*Work item*: Report every line of the records that contains the word "TaskMetrics".
-- Opening Marker --
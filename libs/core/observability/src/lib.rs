//! Observability utilities for the MongoDB client test harness.
//!
//! This crate provides:
//! - Prometheus recorder setup with the static driver labels and bucket layout
//! - Task and driver event metrics
//! - Axum middleware for automatic request metrics
//!
//! # Example
//!
//! ```rust,ignore
//! use observability::{init_metrics, metrics_handler, MetricsLabels, TaskMetrics};
//!
//! init_metrics(&MetricsLabels::new("3.4.1"))?;
//!
//! TaskMetrics::started("Get documents");
//!
//! let app = Router::new()
//!     .route("/metrics", get(metrics_handler));
//! ```

pub mod driver;
pub mod middleware;
pub mod tasks;
#[cfg(any(test, feature = "testing"))]
pub mod testing;

pub use driver::DriverMetrics;
pub use tasks::TaskMetrics;

use axum::http::header;
use axum::response::IntoResponse;
use metrics_exporter_prometheus::{BuildError, Matcher, PrometheusBuilder, PrometheusHandle};
use once_cell::sync::OnceCell;
use std::time::Duration;
use tokio::task::JoinHandle;
use tracing::info;

/// Prefix shared by every harness metric
pub const METRICS_PREFIX: &str = "mongodb_client_test_";

/// Histogram buckets in seconds for task and reconnect durations
pub const DURATION_BUCKETS: [f64; 12] = [
    0.05, 0.1, 0.5, 1.0, 2.0, 5.0, 10.0, 30.0, 45.0, 60.0, 90.0, 120.0,
];

/// Buckets for `http_request_duration_seconds`
const HTTP_BUCKETS: [f64; 8] = [0.001, 0.005, 0.01, 0.05, 0.1, 0.5, 1.0, 5.0];

/// Content type of the text exposition format
pub const EXPOSITION_CONTENT_TYPE: &str = "text/plain; version=0.0.4";

static METRICS_HANDLE: OnceCell<PrometheusHandle> = OnceCell::new();

/// Static labels attached to every series
#[derive(Clone, Debug, PartialEq, Eq)]
pub struct MetricsLabels {
    pub runtime: String,
    pub driver: String,
    pub driver_version: String,
}

impl MetricsLabels {
    pub fn new(driver_version: impl Into<String>) -> Self {
        Self {
            runtime: "rust".to_string(),
            driver: "mongodb".to_string(),
            driver_version: driver_version.into(),
        }
    }

    /// `<driver>-<version>`, e.g. `mongodb-3.4.1`
    pub fn driver_with_version(&self) -> String {
        format!("{}-{}", self.driver, self.driver_version)
    }
}

/// Exporter builder with the global labels and histogram buckets applied.
///
/// Used by [`init_metrics`]; tests build a local recorder from it.
pub fn prometheus_builder(labels: &MetricsLabels) -> Result<PrometheusBuilder, BuildError> {
    PrometheusBuilder::new()
        .add_global_label("runtime", labels.runtime.clone())
        .add_global_label("driver", labels.driver.clone())
        .add_global_label("driverVersion", labels.driver_version.clone())
        .add_global_label("driverWithVersion", labels.driver_with_version())
        .set_buckets_for_metric(Matcher::Prefix(METRICS_PREFIX.to_string()), &DURATION_BUCKETS)?
        .set_buckets_for_metric(
            Matcher::Full("http_request_duration_seconds".to_string()),
            &HTTP_BUCKETS,
        )
}

/// Initialize the Prometheus metrics recorder.
///
/// Installs the global recorder on the first call; later calls return the
/// existing handle.
pub fn init_metrics(labels: &MetricsLabels) -> Result<&'static PrometheusHandle, BuildError> {
    METRICS_HANDLE.get_or_try_init(|| {
        let handle = prometheus_builder(labels)?.install_recorder()?;

        info!(
            driver = %labels.driver_with_version(),
            "Prometheus metrics recorder initialized"
        );

        register_metric_descriptions();

        Ok(handle)
    })
}

/// Get the metrics handle (must call init_metrics first)
pub fn get_metrics_handle() -> Option<&'static PrometheusHandle> {
    METRICS_HANDLE.get()
}

/// Render the global registry, or a comment line before initialization
pub fn render_metrics() -> String {
    match get_metrics_handle() {
        Some(handle) => handle.render(),
        None => "# Metrics not initialized\n".to_string(),
    }
}

/// Axum handler for /metrics endpoint
pub async fn metrics_handler() -> impl IntoResponse {
    (
        [(header::CONTENT_TYPE, EXPOSITION_CONTENT_TYPE)],
        render_metrics(),
    )
}

/// Drain histogram buffers periodically so rendering stays cheap
pub fn spawn_upkeep(handle: &'static PrometheusHandle, every: Duration) -> JoinHandle<()> {
    tokio::spawn(async move {
        let mut interval = tokio::time::interval(every);
        loop {
            interval.tick().await;
            handle.run_upkeep();
        }
    })
}

/// Register metric descriptions for documentation
fn register_metric_descriptions() {
    use metrics::describe_counter;
    use metrics::describe_gauge;
    use metrics::describe_histogram;

    // Task metrics
    describe_histogram!(tasks::TASK_DURATION, "duration of the task, in seconds");
    describe_counter!(
        tasks::TASKS_TOTAL,
        "counter for tracking the number of executed tasks"
    );
    describe_counter!(
        tasks::STARTED_TASKS_TOTAL,
        "counter for tracking the number of tasks that have been started"
    );
    describe_histogram!(
        tasks::TIME_TO_FIRST_QUERY_DURATION,
        "duration of the interval between a disconnection and the completion of the first task, in seconds"
    );

    // Driver metrics
    describe_counter!(
        driver::DRIVER_EVENTS_TOTAL,
        "counter for tracking MongoDB driver events"
    );
    describe_counter!(
        driver::CONNECTION_EVENTS_TOTAL,
        "counter for tracking MongoDB connection events"
    );
    describe_counter!(
        driver::PRIMARY_CHANGE_TOTAL,
        "counter for tracking when MongoDB's primary node changes"
    );
    describe_gauge!(
        driver::HAS_PRIMARY_NODE,
        "gauge for tracking if the mongo cluster has elected a primary or not (0=No, 1=Yes)"
    );
    describe_histogram!(
        driver::RECONNECT_DURATION,
        "duration of the reconnection to the mongo cluster, in seconds"
    );

    // HTTP metrics
    describe_counter!("http_requests_total", "Total number of HTTP requests");
    describe_histogram!(
        "http_request_duration_seconds",
        "HTTP request duration in seconds"
    );
    describe_counter!(
        "http_requests_errors_total",
        "Total number of HTTP request errors"
    );
}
-- Closing Marker --
*Expected output*:
//! use observability::{init_metrics, metrics_handler, MetricsLabels, TaskMetrics};
//! TaskMetrics::started("Get documents");
pub use tasks::TaskMetrics;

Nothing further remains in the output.